Tech Blog Site

11-21-2020

EDIT: I flip back and forth about making my website repo open or private. If the repo links don't work and you're interested, let me know and I'll make these into gists or something.

It seems inevitable that every dev eventually start and then abandon a blog. I've thought a bit about doing one as a sort of journal for myself. I know there are a lot of sites that provide that functionality, but I wanted to play around with trying to invent that wheel, and wanted something I could tweak and fiddle with. I also wanted to be able to write version controlled markdown, and then have that converted into html and pushed through a simple pipeline. Finally, I didn't want to have to learn or be dependent on a more mainstream content platform like Medium, Blogger, or Wordpress. Instead I wanted to somehow embed it into my website. I ended up with this mess of a hacky solution that I had a lot of fun building.

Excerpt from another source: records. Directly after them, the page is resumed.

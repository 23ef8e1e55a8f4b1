/**
 * Minimal interactive harness for the DodoCaptcha Rust client.
 *
 * Point it at a running DodoCaptcha backend and it will fetch a challenge
 * on connect, print the challenge markup and token as they change, and
 * submit any solution code typed on stdin:
 *
 *   cargo run -p dodo_captcha_demo                       # ws://127.0.0.1:8080
 *   cargo run -p dodo_captcha_demo -- ws://host:port
 */
use std::io::BufRead;
use std::rc::Rc;
use std::thread;

use crossbeam_channel::{select, unbounded};
use dodo_captcha::{CaptchaClient, CaptchaMessage, Options, TransportEvent, WsTransport};

/// Default backend address; override with the first CLI argument.
const DEFAULT_URL: &str = "ws://127.0.0.1:8080";

fn main() {
    init_logger();

    let url = std::env::args()
        .nth(1)
        .unwrap_or_else(|| DEFAULT_URL.to_owned());

    let transport = match WsTransport::connect(&url) {
        Ok(transport) => transport,
        Err(err) => {
            eprintln!("[demo] could not connect to {url}: {err}");
            std::process::exit(1);
        }
    };
    let events = transport.events().clone();

    /*
     * Fetch the challenge as soon as the connection is open, and print
     * verification outcomes as they arrive.
     */
    let mut client = CaptchaClient::new(
        transport,
        Options {
            fetch_on_open: true,
            verification_callback: Some(Rc::new(|status| {
                println!(
                    "[demo] verification {}",
                    if status { "accepted" } else { "rejected" }
                );
            })),
            ..Default::default()
        },
    );

    client.observer().attach(Rc::new(|html, token| {
        if let Some(html) = html {
            println!("[demo] challenge:\n{html}");
        }
        match token {
            Some(token) => println!("[demo] token: {token}"),
            None => println!("[demo] no token"),
        }
    }));
    client.add_message_listener();

    /*
     * stdin lines become solution submissions. The reader thread hands
     * lines over a channel so the main loop can multiplex them with
     * transport events.
     */
    let (line_tx, line_rx) = unbounded::<String>();
    thread::spawn(move || {
        let stdin = std::io::stdin();
        for line in stdin.lock().lines() {
            let Ok(line) = line else { break };
            let code = line.trim().to_owned();
            if !code.is_empty() && line_tx.send(code).is_err() {
                break;
            }
        }
    });

    println!("[demo] connected to {url} — type a solution code and press enter");

    let mut lines = line_rx;
    loop {
        select! {
            recv(events) -> event => {
                let Ok(event) = event else { break };
                let finished = matches!(&event, TransportEvent::Closed | TransportEvent::Error(_));

                if let Err(err) = client.handle_event(event) {
                    eprintln!("[demo] protocol error: {err}");
                }
                if finished {
                    break;
                }
            }
            recv(lines) -> line => {
                match line {
                    Ok(code) => {
                        println!("[demo] submitting solution: {code}");
                        if let Err(err) = client.send(&CaptchaMessage::check_result(code)) {
                            eprintln!("[demo] send failed: {err}");
                        }
                    }
                    /* stdin closed — stop selecting on it. */
                    Err(_) => lines = crossbeam_channel::never(),
                }
            }
        }
    }

    client.close();
    println!("[demo] connection closed");
}

/// Route the library's `log` output to stderr.
fn init_logger() {
    let _ = fern::Dispatch::new()
        .format(|out, message, record| {
            out.finish(format_args!("[{}] {}", record.level(), message));
        })
        .level(log::LevelFilter::Debug)
        .chain(std::io::stderr())
        .apply();
}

My website has basically a three step deploy process: npm run build and then npm run deploy-content. Then I need to go to cloudfront and invalidate the cache (if I want to quickly check the results). I wanted something where with one script I could push files somewhere, and then they could be dynamically pulled in without having to invalidate caches. I also wanted to convert the markdown to html so that I could preview locally almost exactly what the 'published' result would look like.

The Basic Setup

In between matches of Halo friday night I started a simple node script to read all the markdown files in an input folder, use markdown-it to convert it to html, and then publish it to an output folder. Then I use the aws sdk to push it to a bucket. (I figured I could use a number of hosting platforms, but pushing to the bucket was easy, cheap, and in line with hosting my site).

Saturday was spent finishing the above script and working though the needed website changes. I had two main challenges: dynamically discovering what blog html files existed, and then pulling them into the site. I assumed I'd do a bucket list objects, and then pull them by accessing the public-read files. Figuring out the list objects rest call was trickier than I thought it would be, so I stubbed the file names I knew I had and worked on the second challenge.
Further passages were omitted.